Frente al discurrir lineal, Julio Mas Alcaraz opta por fragmentar el
material enunciativo y alternar en el marco del poema la presencia de las dos
protagonistas, dando fuerza al diálogo cálido de la comprensión y la
complicidad. En el poema III de “Lorea en casa” leemos: “Lucía: / Somos dos
aves que se encuentran / volando en sus respectivas bandadas / y se reconocen
iguales / y se miran sin opción de pararse / mientras cruzan el mar / en dirección opuesta”. Los poemas
construye un paisaje diacrónico que baliza el itinerario y permite entender los
complejos momentos existenciales: “Lucía hacia el puerto”, “Lucía y el barco”
buscan el hilo esencial de una historia que entrelaza lo personal y lo
colectivo en el tenebrismo de un tiempo histórico en el que los niños han
perdido su inocencia para ser esa parte anónima y diluida que los sueños
cobijan. Cada incidente anecdótico del viaje busca su propio modo de
trascender: las preguntas de la mujer ciega, el entierro del viejo solitario o
esa lejana visión del horizonte dejando a lo lejos el manso color de la
esperanza: “XI”: “El mar es el silencio que se expande“.
Los lugares del poema crean escenarios de vuelta y espacios compartidos;
por eso, también Lorea se asoma al mar para percibir en su perfil abierto un
refugio de símbolos capaz de transformar lo aparente.

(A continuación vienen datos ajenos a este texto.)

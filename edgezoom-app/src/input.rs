use eframe::egui;

use crate::app::EdgeZoomApp;

impl EdgeZoomApp {
    pub(crate) fn handle_keyboard(&mut self, ctx: &egui::Context) {
        let (reset, pause, snapshot, hud) = ctx.input(|input| {
            (
                // Both arrows do the same thing: start a new fractal.
                input.key_pressed(egui::Key::ArrowLeft) || input.key_pressed(egui::Key::ArrowRight),
                input.key_pressed(egui::Key::Space),
                input.key_pressed(egui::Key::S) && !input.modifiers.ctrl,
                input.key_pressed(egui::Key::H),
            )
        });

        if reset {
            self.request_reset();
        }
        if pause {
            self.toggle_pause();
        }
        if snapshot {
            self.save_snapshot();
        }
        if hud {
            self.show_hud = !self.show_hud;
        }
    }
}
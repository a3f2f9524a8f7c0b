/// Edge length of a square tile. One tile of outcomes stays within L1.
pub const TILE_SIZE: u32 = 64;

/// A rectangular block of the pixel grid, evaluated as one unit of work.
#[derive(Debug, Clone, Copy, PartialEq, Eq)]
pub struct Tile {
    /// Row of the top-left pixel.
    pub row: u32,
    /// Column of the top-left pixel.
    pub col: u32,
    /// Width in pixels (narrower at the right edge).
    pub width: u32,
    /// Height in pixels (shorter at the bottom edge).
    pub height: u32,
}

impl Tile {
    pub fn pixel_count(&self) -> usize {
        self.width as usize * self.height as usize
    }

    /// Grid coordinates of every pixel in the tile, row-major.
    pub fn pixels(&self) -> impl Iterator<Item = (u32, u32)> + '_ {
        (self.row..self.row + self.height)
            .flat_map(move |row| (self.col..self.col + self.width).map(move |col| (row, col)))
    }
}

/// Cut a `width`×`height` grid into row-major tiles of at most
/// [`TILE_SIZE`]×[`TILE_SIZE`].
pub fn build_tile_grid(width: u32, height: u32) -> Vec<Tile> {
    let mut tiles = Vec::new();
    let mut row = 0;
    while row < height {
        let th = TILE_SIZE.min(height - row);
        let mut col = 0;
        while col < width {
            let tw = TILE_SIZE.min(width - col);
            tiles.push(Tile {
                row,
                col,
                width: tw,
                height: th,
            });
            col += tw;
        }
        row += th;
    }
    tiles
}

Sobrecoge la intensa
emoción que da vida a cada identidad, reflejado en el cierre del poema “V”: “El
asombro de ser / cada una, un sueño de la otra”. El significado de la realidad se
vela para dar paso a un decir cuajado de imágenes oníricas, hecho de
instantáneas expresionistas, como en el apartado “Lucía en el bosque” o en la
sección “Lucía retorna al pueblo”. Los poemas deambulan por el discurrir
imaginario de lo biográfico, por una incitación a lo abismal que contempla un
mundo aleatorio y subjetivo del que solo es partícipe la conciencia del sujeto.

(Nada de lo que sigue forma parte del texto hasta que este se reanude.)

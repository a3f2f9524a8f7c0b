use std::sync::mpsc;
use std::sync::Arc;
use std::thread;
use std::time::Duration;

use eframe::egui;
use rand::rngs::StdRng;
use rand::SeedableRng;
use tracing::{debug, info, warn};

use edgezoom_core::FractalParams;
use edgezoom_render::{ExportMetadata, RenderCancel, ZoomSession};

use crate::animation::{AnimationCommand, AnimationEvent, AnimationFrame, AnimationWorker};
use crate::io_worker::{spawn_io_worker, IoRequest};
use crate::preferences::AppPreferences;

// ---------------------------------------------------------------------------
// Constants
// ---------------------------------------------------------------------------

pub(crate) const HUD_MARGIN: f32 = 8.0;
pub(crate) const HUD_CORNER_RADIUS: f32 = 6.0;
pub(crate) const HUD_ALPHA: u8 = 166;

pub(crate) type AppError = Box<dyn std::error::Error + Send + Sync>;

// ---------------------------------------------------------------------------
// Application struct
// ---------------------------------------------------------------------------

pub(crate) struct EdgeZoomApp {
    pub(crate) preferences: AppPreferences,
    pub(crate) params: FractalParams,

    // Animation worker
    pub(crate) tx_command: mpsc::Sender<AnimationCommand>,
    pub(crate) rx_frame: mpsc::Receiver<AnimationEvent>,
    pub(crate) cancel: Arc<RenderCancel>,
    /// Session id the UI expects; frames from older sessions are dropped.
    pub(crate) expected_session: u64,

    // I/O
    pub(crate) tx_io: mpsc::Sender<IoRequest>,

    // Display
    pub(crate) texture: Option<egui::TextureHandle>,
    pub(crate) latest: Option<AnimationFrame>,
    pub(crate) paused: bool,
    /// Why the worker stopped itself, until the next resume or reset.
    pub(crate) stalled: Option<String>,
    pub(crate) show_hud: bool,
}

impl EdgeZoomApp {
    pub(crate) fn new(egui_ctx: &egui::Context, prefs: AppPreferences) -> Result<Self, AppError> {
        let config = prefs.session_config();
        let mut rng = match prefs.seed {
            Some(seed) => {
                info!(seed, "Using fixed seed");
                StdRng::seed_from_u64(seed)
            }
            None => StdRng::from_rng(&mut rand::rng()),
        };
        let session = ZoomSession::new(&mut rng, config)?;

        let (tx_command, rx_command) = mpsc::channel();
        let (tx_frame, rx_frame) = mpsc::sync_channel(1);
        let cancel = Arc::new(RenderCancel::new());

        let worker = AnimationWorker::new(
            session,
            rng,
            Arc::clone(&cancel),
            Duration::from_millis(prefs.step_interval_ms),
        );
        let ctx = egui_ctx.clone();
        thread::Builder::new()
            .name("animation".into())
            .spawn(move || worker.run(ctx, rx_command, tx_frame))?;

        let tx_io = spawn_io_worker()?;

        Ok(Self {
            params: config.params,
            show_hud: prefs.show_hud,
            preferences: prefs,
            tx_command,
            rx_frame,
            cancel,
            expected_session: 0,
            tx_io,
            texture: None,
            latest: None,
            paused: false,
            stalled: None,
        })
    }

    /// Abandon the current run and ask the worker for a new fractal.
    pub(crate) fn request_reset(&mut self) {
        self.cancel.cancel();
        self.expected_session += 1;
        self.paused = false;
        self.stalled = None;
        info!(session = self.expected_session, "Reset requested");
        self.send(AnimationCommand::Reset {
            session: self.expected_session,
        });
    }

    pub(crate) fn toggle_pause(&mut self) {
        self.paused = !self.paused;
        if !self.paused {
            self.stalled = None;
        }
        self.send(AnimationCommand::SetPaused(self.paused));
    }

    fn send(&self, cmd: AnimationCommand) {
        if self.tx_command.send(cmd).is_err() {
            warn!("Animation worker is gone, dropping {cmd:?}");
        }
    }

    /// Queue a PNG of the frame on screen.
    pub(crate) fn save_snapshot(&self) {
        let Some(latest) = &self.latest else {
            debug!("No frame to snapshot yet");
            return;
        };
        let report = &latest.report;
        let name = format!(
            "edgezoom_{}_s{}_{:05}.png",
            report.spec.kind().label().to_lowercase(),
            report.session_id,
            report.step
        );
        let path = self.preferences.snapshot_directory().join(name);
        let metadata = ExportMetadata::new(&report.spec, &report.view, self.params, report.step);
        let request = IoRequest::WritePng {
            path,
            buffer: latest.buffer.clone(),
            metadata,
        };
        if self.tx_io.send(request).is_err() {
            warn!("IO worker is gone, snapshot dropped");
        }
    }

    /// Take every finished frame, keeping only the newest current one.
    fn poll_frames(&mut self, ctx: &egui::Context) {
        let mut fresh = None;
        while let Ok(event) = self.rx_frame.try_recv() {
            match event {
                AnimationEvent::Frame(frame) if frame.report.session_id < self.expected_session => {
                    debug!(
                        session = frame.report.session_id,
                        step = frame.report.step,
                        "Dropping stale frame"
                    );
                }
                AnimationEvent::Frame(frame) => fresh = Some(frame),
                AnimationEvent::Stalled { session, .. } if session < self.expected_session => {}
                AnimationEvent::Stalled { message, .. } => {
                    warn!("Animation paused after error: {message}");
                    self.paused = true;
                    self.stalled = Some(message);
                }
            }
        }
        let Some(frame) = fresh else {
            return;
        };

        let image = egui::ColorImage::from_rgba_unmultiplied(
            [frame.buffer.width as usize, frame.buffer.height as usize],
            &frame.buffer.pixels,
        );
        match &mut self.texture {
            Some(tex) => tex.set(image, egui::TextureOptions::NEAREST),
            None => {
                self.texture = Some(ctx.load_texture("fractal", image, egui::TextureOptions::NEAREST))
            }
        }
        self.latest = Some(frame);
    }

    fn draw_frame(&self, ui: &mut egui::Ui) {
        let rect = ui.max_rect();
        ui.painter().rect_filled(rect, 0.0, egui::Color32::BLACK);
        let Some(tex) = &self.texture else {
            return;
        };
        let [w, h] = tex.size();
        let image_aspect = w as f32 / h.max(1) as f32;
        let size = if rect.width() / rect.height() > image_aspect {
            egui::vec2(rect.height() * image_aspect, rect.height())
        } else {
            egui::vec2(rect.width(), rect.width() / image_aspect)
        };
        let draw_rect = egui::Rect::from_center_size(rect.center(), size);
        let uv = egui::Rect::from_min_max(egui::pos2(0.0, 0.0), egui::pos2(1.0, 1.0));
        ui.painter()
            .image(tex.id(), draw_rect, uv, egui::Color32::WHITE);
    }
}

// ---------------------------------------------------------------------------
// eframe::App
// ---------------------------------------------------------------------------

impl eframe::App for EdgeZoomApp {
    fn update(&mut self, ctx: &egui::Context, _frame: &mut eframe::Frame) {
        ctx.set_visuals(egui::Visuals::dark());
        self.poll_frames(ctx);
        self.handle_keyboard(ctx);

        egui::CentralPanel::default()
            .frame(egui::Frame::NONE)
            .show(ctx, |ui| self.draw_frame(ui));

        self.show_hud(ctx);
    }

    fn on_exit(&mut self, _gl: Option<&eframe::glow::Context>) {
        self.cancel.cancel();
        self.preferences.show_hud = self.show_hud;
        self.preferences.save();
        info!("Saved preferences on exit");
    }
}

La coda crítica “Palabras mensajeras” escrita por Jordi Doce subraya ese
diálogo a dos voces, abuela y nieta, y esa superposición de estratos temporales
y sintetiza los rasgos de
una escritura que deslumbra “por su mezcla personalísima de precisión y
voluntad metafórica, brevedad aforística y sentenciosa y desbordamiento
expresionista”.
La poesía de Ritual del laberinto recuerda
un paisaje verbal hecho de soliloquios recorriendo a solas angostos pasadizos
hacia la noche de los significados. La escritura protagoniza un largo viaje temporal
hacia la inexistencia. Hace de la memoria un líquido amniótico, una matriz
tibia que preserva el ámbito de otra identidad. Los poemas construyen un cerco
invisible para que los recuerdos sean cálidas revelaciones, el hilo argumental
de un relato que preserva su intensidad descriptiva y testimonial, su intimismo
profundo. Las palabras no callan, convocan la ausencia, para que la voz no sea
pasado y vuelva; sea ahora y regreso, como el fluir del agua que corre bajo el
suelo.
JOSÉ LUIS MORANTE
Como todos los demás, la memoria regresa. Y más vake que vuelva nítida y limpia de nieblas.